É um pouco como se toda uma era desaparecida ressurgisse de repente. Os rostos de um governo de quase trinta anos atrás, quando o “dream team” da esquerda plural ainda subia as escadas de Matignon de quatro em quatro para ir ver o homem que chamavam de “Lionel”. Então eles estão lá, cabelos descoloridos e silhuetas desbotadas, como a engraçada foto sépia de uma época passada que muitas vezes foi sua hora de glória: Laurent Fabius e Daniel Vaillant, Martine Aubry e Elisabeth Guigou, o ex-chefe dos ecologistas Dominique Voynet e o ex-líder comunista Robert Hue, e mesmo aqueles que causaram um escândalo, Dominique Strauss-Kahn e Jack Lang, reuniram-se novamente, mas desta vez em torno do caixão de Lionel Jospin, colocado aos pés da esplêndida cúpula dos Invalides, em Paris, quinta-feira, 26 de março. “Com ele, é uma parte de nós que vai embora”respira François Hollande.

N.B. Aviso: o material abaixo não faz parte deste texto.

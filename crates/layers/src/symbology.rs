pub const FROST_LINE_WIDTH_PX: f64 = 2.0;
pub const ANNUAL_MAX_LINE_WIDTH_PX: f64 = 4.0;
pub const LEADER_LINE_WIDTH_PX: f64 = 1.5;
pub const DEPTH_SCALE_AXIS_WIDTH_PX: f64 = 6.0;
pub const DEPTH_SCALE_TICK_WIDTH_PX: f64 = 4.0;

/// Palette for the cross-section presentation.
///
/// Colors are RGBA in `0..=1`. Alphas bake in the resting stroke opacity of
/// each element; timeline fades multiply on top of these.
#[derive(Debug, Copy, Clone, PartialEq)]
pub struct SectionPalette {
    /// Fill for ground above the frost boundary.
    pub above_frost: [f32; 4],
    /// Fill for ground below the frost boundary.
    pub below_frost: [f32; 4],
    pub frost_line: [f32; 4],
    pub annual_max_line: [f32; 4],
    pub label_fill: [f32; 4],
    pub leader: [f32; 4],
    pub depth_scale: [f32; 4],
}

impl Default for SectionPalette {
    fn default() -> Self {
        Self {
            above_frost: rgb8(0x71, 0x67, 0x49, 1.0),
            below_frost: rgb8(0x37, 0x8b, 0xb1, 1.0),
            frost_line: rgb8(0xcb, 0xf3, 0xf0, 0.2),
            annual_max_line: rgb8(0xcb, 0xf3, 0xf0, 0.8),
            label_fill: rgb8(0x36, 0x41, 0x56, 1.0),
            leader: rgb8(0x36, 0x41, 0x56, 1.0),
            depth_scale: rgb8(0xef, 0xef, 0xef, 1.0),
        }
    }
}

fn rgb8(r: u8, g: u8, b: u8, a: f32) -> [f32; 4] {
    [
        r as f32 / 255.0,
        g as f32 / 255.0,
        b as f32 / 255.0,
        a,
    ]
}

Há apenas uma ausência surpreendente nesta reunião do que já foi a reunião da esquerda: Jean-Luc Mélenchon. Enquanto os antigos colaboradores do Eliseu e de Lionel Jospin asseguram que ninguém foi excluído da cerimónia, o líder do La France insoumise escreveu com raiva no seu blog: “Querido Lionel, fiquei triste ao saber que você seria homenageado em Les Invalides e que eu não fui convidado. Quaisquer que sejam as divergências que você teve comigo, não acho que você teria apreciado essa brutalidade sectária. Você será, portanto, acompanhado pelos únicos coveiros do que você empreendeu. » Quinta-feira de manhã, ele admitirá ter sido convidado pelo Eliseu, mas tarde demais.